* [RECORDS FOR THE TASK]:
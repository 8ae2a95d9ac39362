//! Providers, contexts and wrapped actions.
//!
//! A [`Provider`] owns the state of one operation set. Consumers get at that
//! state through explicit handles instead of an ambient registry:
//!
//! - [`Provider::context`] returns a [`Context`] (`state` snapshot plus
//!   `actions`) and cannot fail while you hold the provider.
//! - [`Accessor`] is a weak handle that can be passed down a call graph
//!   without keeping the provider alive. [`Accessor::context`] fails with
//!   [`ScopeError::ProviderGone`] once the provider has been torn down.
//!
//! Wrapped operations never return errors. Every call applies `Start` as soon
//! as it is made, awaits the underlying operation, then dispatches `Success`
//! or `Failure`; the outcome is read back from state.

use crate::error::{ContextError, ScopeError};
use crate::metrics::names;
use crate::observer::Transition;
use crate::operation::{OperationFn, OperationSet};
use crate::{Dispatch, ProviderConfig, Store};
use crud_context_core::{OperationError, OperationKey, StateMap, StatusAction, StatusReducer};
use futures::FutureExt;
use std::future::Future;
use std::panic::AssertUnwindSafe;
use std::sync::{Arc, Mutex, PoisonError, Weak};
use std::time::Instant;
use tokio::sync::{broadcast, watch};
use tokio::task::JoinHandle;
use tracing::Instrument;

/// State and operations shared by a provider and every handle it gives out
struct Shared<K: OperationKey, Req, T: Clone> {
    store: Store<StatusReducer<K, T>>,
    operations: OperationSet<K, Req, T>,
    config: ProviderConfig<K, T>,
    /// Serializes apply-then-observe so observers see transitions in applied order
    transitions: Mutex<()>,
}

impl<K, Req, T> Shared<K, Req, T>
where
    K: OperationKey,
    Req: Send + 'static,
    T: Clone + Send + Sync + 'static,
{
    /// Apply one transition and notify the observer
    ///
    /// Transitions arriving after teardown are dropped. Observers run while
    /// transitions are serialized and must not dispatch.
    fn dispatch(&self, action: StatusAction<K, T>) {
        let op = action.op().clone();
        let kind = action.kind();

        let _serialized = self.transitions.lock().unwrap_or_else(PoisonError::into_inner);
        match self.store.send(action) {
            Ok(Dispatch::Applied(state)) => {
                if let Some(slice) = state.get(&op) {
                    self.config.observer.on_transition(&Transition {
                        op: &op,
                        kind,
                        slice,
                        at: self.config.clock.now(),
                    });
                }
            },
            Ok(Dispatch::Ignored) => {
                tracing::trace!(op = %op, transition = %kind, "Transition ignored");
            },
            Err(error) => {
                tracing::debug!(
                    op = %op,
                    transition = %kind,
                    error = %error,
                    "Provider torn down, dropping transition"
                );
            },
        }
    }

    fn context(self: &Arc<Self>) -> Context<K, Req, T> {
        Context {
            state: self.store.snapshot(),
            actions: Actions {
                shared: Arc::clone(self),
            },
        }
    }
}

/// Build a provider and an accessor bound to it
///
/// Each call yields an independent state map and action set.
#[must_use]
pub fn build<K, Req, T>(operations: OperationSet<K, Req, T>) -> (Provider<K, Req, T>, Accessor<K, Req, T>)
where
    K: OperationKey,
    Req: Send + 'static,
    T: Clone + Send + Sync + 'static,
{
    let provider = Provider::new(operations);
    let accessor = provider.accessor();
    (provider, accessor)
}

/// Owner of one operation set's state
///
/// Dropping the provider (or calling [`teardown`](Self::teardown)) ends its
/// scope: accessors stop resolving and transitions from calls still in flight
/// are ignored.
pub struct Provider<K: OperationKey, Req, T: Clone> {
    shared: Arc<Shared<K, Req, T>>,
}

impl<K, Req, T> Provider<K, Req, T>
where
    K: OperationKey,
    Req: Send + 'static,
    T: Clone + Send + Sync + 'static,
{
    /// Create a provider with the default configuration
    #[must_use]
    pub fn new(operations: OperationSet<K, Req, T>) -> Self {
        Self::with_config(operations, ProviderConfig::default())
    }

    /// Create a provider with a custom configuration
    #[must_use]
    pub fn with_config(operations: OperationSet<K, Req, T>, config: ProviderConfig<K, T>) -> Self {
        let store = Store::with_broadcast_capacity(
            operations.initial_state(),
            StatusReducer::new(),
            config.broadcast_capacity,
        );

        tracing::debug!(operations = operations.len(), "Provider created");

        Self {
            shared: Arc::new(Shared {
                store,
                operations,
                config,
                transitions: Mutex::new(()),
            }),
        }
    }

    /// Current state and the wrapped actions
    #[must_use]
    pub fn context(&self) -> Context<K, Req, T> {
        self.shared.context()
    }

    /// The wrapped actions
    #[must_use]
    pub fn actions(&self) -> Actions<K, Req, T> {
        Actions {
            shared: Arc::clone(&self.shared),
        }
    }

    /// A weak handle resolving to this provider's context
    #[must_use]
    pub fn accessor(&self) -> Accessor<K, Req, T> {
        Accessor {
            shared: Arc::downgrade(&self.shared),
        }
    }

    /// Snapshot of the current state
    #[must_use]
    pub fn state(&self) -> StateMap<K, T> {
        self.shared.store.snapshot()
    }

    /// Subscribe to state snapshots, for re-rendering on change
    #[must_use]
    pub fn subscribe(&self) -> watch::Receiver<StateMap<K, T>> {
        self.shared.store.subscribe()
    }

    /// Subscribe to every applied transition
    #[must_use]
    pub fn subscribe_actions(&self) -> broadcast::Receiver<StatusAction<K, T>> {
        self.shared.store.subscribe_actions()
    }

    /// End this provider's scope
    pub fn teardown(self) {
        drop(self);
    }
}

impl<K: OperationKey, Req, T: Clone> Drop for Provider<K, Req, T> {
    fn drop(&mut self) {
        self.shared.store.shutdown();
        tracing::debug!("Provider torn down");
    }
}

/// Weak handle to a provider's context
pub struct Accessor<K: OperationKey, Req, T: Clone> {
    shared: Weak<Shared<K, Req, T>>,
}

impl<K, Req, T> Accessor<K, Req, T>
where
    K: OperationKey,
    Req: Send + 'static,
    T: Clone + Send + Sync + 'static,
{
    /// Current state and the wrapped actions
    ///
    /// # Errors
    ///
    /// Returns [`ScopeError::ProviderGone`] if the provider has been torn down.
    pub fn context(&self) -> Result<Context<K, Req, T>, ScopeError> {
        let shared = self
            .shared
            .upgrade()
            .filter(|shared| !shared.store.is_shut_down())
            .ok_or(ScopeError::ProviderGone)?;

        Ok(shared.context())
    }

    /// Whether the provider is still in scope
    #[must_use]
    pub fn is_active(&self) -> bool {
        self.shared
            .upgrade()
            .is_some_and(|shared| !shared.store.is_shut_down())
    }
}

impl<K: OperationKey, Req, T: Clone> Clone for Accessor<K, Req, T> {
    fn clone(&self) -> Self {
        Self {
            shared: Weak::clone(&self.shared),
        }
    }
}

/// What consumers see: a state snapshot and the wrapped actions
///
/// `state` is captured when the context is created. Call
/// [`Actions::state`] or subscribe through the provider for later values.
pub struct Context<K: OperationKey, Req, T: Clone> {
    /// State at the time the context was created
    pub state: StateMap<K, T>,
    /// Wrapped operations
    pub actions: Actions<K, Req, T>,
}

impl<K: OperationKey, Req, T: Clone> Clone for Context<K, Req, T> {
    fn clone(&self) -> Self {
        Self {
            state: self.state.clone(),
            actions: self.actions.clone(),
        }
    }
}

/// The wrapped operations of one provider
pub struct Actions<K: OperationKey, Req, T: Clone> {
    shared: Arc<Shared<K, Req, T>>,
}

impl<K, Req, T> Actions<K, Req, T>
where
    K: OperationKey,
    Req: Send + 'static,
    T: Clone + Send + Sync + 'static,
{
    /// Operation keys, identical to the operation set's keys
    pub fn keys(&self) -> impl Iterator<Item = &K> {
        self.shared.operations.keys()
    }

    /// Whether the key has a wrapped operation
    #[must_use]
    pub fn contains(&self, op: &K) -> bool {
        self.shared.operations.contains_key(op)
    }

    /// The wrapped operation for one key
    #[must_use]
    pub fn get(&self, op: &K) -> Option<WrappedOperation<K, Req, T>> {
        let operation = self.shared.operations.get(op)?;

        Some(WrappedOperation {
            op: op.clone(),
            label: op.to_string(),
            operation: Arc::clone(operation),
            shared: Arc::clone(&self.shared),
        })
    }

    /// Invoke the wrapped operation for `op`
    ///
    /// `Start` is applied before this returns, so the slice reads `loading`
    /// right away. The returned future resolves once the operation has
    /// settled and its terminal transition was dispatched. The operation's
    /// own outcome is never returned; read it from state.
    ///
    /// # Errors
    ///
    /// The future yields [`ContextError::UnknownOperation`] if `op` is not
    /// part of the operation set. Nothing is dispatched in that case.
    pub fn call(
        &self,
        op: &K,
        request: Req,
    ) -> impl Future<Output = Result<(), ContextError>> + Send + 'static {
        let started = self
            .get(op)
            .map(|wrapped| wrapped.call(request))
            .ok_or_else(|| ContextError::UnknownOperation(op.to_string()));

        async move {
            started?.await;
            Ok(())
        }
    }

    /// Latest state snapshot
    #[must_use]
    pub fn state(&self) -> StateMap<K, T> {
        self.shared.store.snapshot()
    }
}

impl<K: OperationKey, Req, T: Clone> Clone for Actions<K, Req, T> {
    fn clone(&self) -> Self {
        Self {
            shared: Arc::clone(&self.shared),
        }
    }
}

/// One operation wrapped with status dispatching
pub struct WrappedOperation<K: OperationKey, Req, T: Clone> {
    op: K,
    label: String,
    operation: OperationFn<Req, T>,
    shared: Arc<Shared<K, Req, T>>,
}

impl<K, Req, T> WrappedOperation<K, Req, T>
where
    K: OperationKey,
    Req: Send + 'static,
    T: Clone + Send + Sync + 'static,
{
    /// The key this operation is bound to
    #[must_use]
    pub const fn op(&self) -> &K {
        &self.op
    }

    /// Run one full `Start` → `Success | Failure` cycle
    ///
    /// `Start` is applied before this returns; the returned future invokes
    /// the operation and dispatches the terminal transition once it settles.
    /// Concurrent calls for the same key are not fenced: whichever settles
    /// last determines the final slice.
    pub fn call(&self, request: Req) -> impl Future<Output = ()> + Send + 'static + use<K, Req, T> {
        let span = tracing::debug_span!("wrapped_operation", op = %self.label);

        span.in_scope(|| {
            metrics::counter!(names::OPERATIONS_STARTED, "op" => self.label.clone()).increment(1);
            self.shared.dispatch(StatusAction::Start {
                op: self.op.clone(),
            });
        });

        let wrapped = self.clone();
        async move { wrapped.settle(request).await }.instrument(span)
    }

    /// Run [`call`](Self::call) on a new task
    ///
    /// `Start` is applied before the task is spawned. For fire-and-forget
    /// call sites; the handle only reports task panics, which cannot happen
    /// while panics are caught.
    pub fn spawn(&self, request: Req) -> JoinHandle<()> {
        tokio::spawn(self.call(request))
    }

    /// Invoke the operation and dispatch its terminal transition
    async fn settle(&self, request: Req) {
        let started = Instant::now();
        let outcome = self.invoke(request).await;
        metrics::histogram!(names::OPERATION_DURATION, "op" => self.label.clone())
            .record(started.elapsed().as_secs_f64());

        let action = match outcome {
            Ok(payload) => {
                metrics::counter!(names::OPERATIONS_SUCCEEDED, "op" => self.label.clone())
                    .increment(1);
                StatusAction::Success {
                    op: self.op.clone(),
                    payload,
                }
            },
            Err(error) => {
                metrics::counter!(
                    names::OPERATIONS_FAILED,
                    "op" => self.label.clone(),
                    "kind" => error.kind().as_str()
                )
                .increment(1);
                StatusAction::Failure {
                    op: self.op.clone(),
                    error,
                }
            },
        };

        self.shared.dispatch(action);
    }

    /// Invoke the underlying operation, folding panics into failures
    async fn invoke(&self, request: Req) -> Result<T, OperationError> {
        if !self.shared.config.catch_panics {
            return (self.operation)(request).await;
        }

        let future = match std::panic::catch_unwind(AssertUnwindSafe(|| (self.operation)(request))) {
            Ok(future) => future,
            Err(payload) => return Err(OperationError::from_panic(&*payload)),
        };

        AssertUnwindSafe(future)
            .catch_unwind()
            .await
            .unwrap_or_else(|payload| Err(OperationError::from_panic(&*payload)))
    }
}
...
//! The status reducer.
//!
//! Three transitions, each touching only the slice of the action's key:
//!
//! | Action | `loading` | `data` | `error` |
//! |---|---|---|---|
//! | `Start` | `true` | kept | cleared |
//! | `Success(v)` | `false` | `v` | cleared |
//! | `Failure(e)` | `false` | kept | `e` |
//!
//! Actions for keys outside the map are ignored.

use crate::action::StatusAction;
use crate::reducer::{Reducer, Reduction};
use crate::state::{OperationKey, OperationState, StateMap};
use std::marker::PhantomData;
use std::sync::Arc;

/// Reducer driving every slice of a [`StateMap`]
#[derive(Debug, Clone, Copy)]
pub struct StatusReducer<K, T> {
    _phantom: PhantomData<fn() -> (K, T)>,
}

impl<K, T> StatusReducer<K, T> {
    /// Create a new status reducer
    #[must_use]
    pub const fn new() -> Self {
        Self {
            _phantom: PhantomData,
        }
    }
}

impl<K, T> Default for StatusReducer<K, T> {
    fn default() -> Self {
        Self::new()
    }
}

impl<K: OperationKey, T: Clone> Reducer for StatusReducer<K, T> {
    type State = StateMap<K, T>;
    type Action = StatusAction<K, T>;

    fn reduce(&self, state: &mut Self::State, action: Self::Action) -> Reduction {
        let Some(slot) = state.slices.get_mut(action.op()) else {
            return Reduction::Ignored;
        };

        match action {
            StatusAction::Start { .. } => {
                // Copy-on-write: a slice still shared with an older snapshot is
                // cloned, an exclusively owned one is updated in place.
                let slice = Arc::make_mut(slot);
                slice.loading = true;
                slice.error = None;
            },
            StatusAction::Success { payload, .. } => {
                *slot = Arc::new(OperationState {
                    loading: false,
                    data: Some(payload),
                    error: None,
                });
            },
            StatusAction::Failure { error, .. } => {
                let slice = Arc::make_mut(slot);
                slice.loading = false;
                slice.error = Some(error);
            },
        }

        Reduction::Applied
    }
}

* [WORK TASK]: Copy out all lines from the material above that contain the string "JoinHandle".

* [SOLUTION TO THE EXERCISE]:
use tokio::task::JoinHandle;
    pub fn spawn(&self, request: Req) -> JoinHandle<()> {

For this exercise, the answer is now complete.